> [Work instruction] From the data that follows, copy every line holding the string "apache".

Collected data

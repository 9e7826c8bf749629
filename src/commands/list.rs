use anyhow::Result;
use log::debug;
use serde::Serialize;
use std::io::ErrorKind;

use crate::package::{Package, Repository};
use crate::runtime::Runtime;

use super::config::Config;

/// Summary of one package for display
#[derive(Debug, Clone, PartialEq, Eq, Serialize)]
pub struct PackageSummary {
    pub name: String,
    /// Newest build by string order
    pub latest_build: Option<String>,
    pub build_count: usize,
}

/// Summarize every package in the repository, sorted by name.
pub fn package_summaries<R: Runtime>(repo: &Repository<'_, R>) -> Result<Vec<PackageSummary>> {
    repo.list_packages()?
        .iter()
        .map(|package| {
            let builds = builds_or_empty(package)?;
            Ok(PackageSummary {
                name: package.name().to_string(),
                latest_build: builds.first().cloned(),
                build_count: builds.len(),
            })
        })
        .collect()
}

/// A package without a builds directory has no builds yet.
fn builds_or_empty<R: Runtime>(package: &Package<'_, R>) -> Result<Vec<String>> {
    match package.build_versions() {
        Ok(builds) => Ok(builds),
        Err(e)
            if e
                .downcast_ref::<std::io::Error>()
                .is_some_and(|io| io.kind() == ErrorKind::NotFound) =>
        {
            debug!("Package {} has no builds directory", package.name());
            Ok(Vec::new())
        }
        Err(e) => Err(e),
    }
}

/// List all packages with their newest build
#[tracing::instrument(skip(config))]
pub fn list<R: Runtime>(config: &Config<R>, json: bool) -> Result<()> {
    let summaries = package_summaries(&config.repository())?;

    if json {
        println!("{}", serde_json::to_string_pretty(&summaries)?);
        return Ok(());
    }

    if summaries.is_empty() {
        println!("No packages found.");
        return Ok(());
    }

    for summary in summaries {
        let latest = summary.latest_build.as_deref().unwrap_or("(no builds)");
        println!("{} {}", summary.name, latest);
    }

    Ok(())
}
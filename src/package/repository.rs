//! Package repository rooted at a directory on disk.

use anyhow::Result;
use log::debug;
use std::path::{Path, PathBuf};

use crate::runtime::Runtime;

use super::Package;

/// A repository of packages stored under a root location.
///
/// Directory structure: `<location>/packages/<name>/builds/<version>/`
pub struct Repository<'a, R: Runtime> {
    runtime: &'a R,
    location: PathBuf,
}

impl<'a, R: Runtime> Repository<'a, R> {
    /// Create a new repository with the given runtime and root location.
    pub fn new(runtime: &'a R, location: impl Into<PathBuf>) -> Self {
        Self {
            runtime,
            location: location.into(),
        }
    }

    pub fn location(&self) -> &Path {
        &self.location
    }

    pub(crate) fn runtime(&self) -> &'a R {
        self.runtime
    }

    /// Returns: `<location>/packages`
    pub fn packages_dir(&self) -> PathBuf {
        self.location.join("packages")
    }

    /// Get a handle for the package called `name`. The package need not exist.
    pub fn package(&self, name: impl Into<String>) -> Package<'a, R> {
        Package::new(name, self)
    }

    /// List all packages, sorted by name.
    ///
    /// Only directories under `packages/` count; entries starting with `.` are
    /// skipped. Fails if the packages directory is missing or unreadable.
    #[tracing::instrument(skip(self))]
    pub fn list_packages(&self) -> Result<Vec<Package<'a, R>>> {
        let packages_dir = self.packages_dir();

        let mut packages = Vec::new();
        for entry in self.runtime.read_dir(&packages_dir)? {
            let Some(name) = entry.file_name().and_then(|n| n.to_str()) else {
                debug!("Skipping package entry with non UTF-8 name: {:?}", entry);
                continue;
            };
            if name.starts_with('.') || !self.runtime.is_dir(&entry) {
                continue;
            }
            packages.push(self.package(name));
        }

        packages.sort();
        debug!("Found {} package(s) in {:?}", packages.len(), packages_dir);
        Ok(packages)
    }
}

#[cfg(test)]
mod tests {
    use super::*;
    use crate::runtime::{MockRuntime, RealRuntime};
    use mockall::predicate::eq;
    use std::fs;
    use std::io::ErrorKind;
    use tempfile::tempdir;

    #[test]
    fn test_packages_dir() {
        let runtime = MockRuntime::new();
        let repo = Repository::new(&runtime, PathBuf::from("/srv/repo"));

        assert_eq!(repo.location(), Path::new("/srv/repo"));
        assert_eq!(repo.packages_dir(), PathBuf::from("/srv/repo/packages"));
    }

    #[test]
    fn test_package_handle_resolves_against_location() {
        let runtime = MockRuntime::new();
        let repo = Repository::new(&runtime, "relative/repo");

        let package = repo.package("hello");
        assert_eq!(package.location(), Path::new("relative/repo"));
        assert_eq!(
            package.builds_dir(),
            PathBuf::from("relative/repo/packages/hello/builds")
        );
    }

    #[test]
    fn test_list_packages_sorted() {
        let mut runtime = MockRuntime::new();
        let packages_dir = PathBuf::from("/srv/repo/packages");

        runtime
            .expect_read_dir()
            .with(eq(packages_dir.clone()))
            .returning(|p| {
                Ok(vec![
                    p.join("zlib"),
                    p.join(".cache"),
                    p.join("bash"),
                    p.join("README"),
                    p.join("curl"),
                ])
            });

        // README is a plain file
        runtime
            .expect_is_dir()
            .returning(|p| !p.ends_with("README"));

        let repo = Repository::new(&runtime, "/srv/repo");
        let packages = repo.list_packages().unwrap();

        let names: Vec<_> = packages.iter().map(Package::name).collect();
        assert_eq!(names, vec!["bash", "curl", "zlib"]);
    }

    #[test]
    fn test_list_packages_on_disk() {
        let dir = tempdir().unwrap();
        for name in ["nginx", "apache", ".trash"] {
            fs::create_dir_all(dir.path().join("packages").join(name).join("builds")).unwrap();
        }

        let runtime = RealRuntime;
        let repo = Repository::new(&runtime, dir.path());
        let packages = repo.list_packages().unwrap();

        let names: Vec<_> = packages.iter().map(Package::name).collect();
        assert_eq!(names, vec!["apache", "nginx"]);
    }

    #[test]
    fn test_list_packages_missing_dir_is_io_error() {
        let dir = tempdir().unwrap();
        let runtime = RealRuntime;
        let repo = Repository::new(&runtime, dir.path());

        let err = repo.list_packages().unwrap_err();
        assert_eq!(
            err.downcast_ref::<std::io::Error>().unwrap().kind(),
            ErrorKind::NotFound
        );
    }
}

> [The completed task]
        for name in ["nginx", "apache", ".trash"] {
        assert_eq!(names, vec!["apache", "nginx"]);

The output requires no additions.